With eviction bans expiring and federal unemployment bonuses burning off, renters are still holding up their end of the bargain, at least at the higher-end buildings tracked by the National Multifamily Housing Council, an industry advocacy group.
Tenants at 79.3% of the 11.4 million apartments NMHC surveys made a full or partial payment for August through the Aug. 6. That’s just 1.9% less than the first week of August last year, but even a little better than the start of July, when 77.4% paid rent, according to NMHC.
The group’s findings are collected from five apartment management software companies: Entrata, MRI Software, RealPage, ResMan and Yardi. Naturally, only large owners in the country take advantage of those firms, so NMHC concedes its numbers reflect that part of the apartment sector. That segment could hold higher-priced apartments with renters who have jobs that allow them to work at home during the pandemic.
Properties owned by independent landlords, which can include fewer and smaller units that command less rent and have tenants who could be more likely to be out of work, aren’t in that category.

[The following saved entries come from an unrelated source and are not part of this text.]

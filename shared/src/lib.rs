pub mod account;
pub mod complaint;
pub mod moderation;
pub mod post;
pub mod profile;

use serde::{Deserialize, Serialize};

/// An uploaded file carried inside a request body.
#[derive(Serialize, Deserialize, Debug, Clone)]
pub struct Attachment {
    /// Declared file extension, without the leading dot.
    pub extension: String,
    pub bytes: Vec<u8>,
}
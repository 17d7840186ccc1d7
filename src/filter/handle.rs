use axum::Json;
use serde_json::json;
use tracing::info;

use sps_shared::moderation::handle::*;

use crate::{Error, RequireRoleContext};

/// Add a word to the banned-word list.
///
/// Url: `/api/moderation/banned-words/add`
///
/// Request body: See [`AddBannedWordDescriptor`].
pub async fn add_banned_word(
    ctx: RequireRoleContext,
    Json(descriptor): Json<AddBannedWordDescriptor>,
) -> Result<Json<serde_json::Value>, Error> {
    ctx.require_admin()?;
    super::INSTANCE.add(&descriptor.word)?;
    info!("banned word added by account {}", ctx.account_id);
    Ok(Json(json!({})))
}

/// Remove a word from the banned-word list. Removing an unknown word is
/// not an error.
///
/// Url: `/api/moderation/banned-words/remove`
///
/// Request body: See [`RemoveBannedWordDescriptor`].
pub async fn remove_banned_word(
    ctx: RequireRoleContext,
    Json(descriptor): Json<RemoveBannedWordDescriptor>,
) -> Result<Json<serde_json::Value>, Error> {
    ctx.require_admin()?;
    let removed = super::INSTANCE.remove(&descriptor.word);
    if removed {
        info!("banned word removed by account {}", ctx.account_id);
    }
    Ok(Json(json!({ "removed": removed })))
}

/// List the banned words.
///
/// Url: `/api/moderation/banned-words`
///
/// Response body: `200` with `{ "words": [_] }`. (json)
pub async fn list_banned_words(
    ctx: RequireRoleContext,
) -> Result<Json<serde_json::Value>, Error> {
    ctx.require_admin()?;
    Ok(Json(json!({ "words": super::INSTANCE.list() })))
}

NMHC has said that it’s the smaller owners who’ll be hurt first.
“But — short of action by Congress and the administration — the distress households are facing is going to increase,” said Colin Dunn, a spokesman for NMHC. “We should also keep in mind who the tracker covers — professionally managed units. So there likely are a lot of smaller owners and operators and their residents who are in a different place.”
The number of renters at those managed units looking to make partial rent and go on a payment plan increased only 2% year over year, according to the survey.
“Payment plans have diminished month over month since April,” said Brian Zrimsek, a principal at MRI Software, during a webinar Monday hosted by NMHC. He said the enhanced $600-a-week unemployment benefit has kept the sector alive and added he was worried about what will happen as they are now in limbo.
“What was being done was working,” he said.
President Trump over the weekend signed an executive order to extend the unemployment benefit as $400-a-week payments. But it’s unclear whether he can do that and whether states will pick up part of the tab as he has proposed.
NMHC’s latest data comes after months of warnings that the millions of Americans who have lost their jobs during the COVID-19 pandemic are mostly renters. And that the high-flying commercial real estate sector was in definite trouble as the crisis slogged on.
Instead, NMHC has recorded generally strong rent collection rates since the outbreak was declared a global pandemic in March. The group maintains that the fundamental demand for apartments, given high housing prices, is a saving grace for the sector.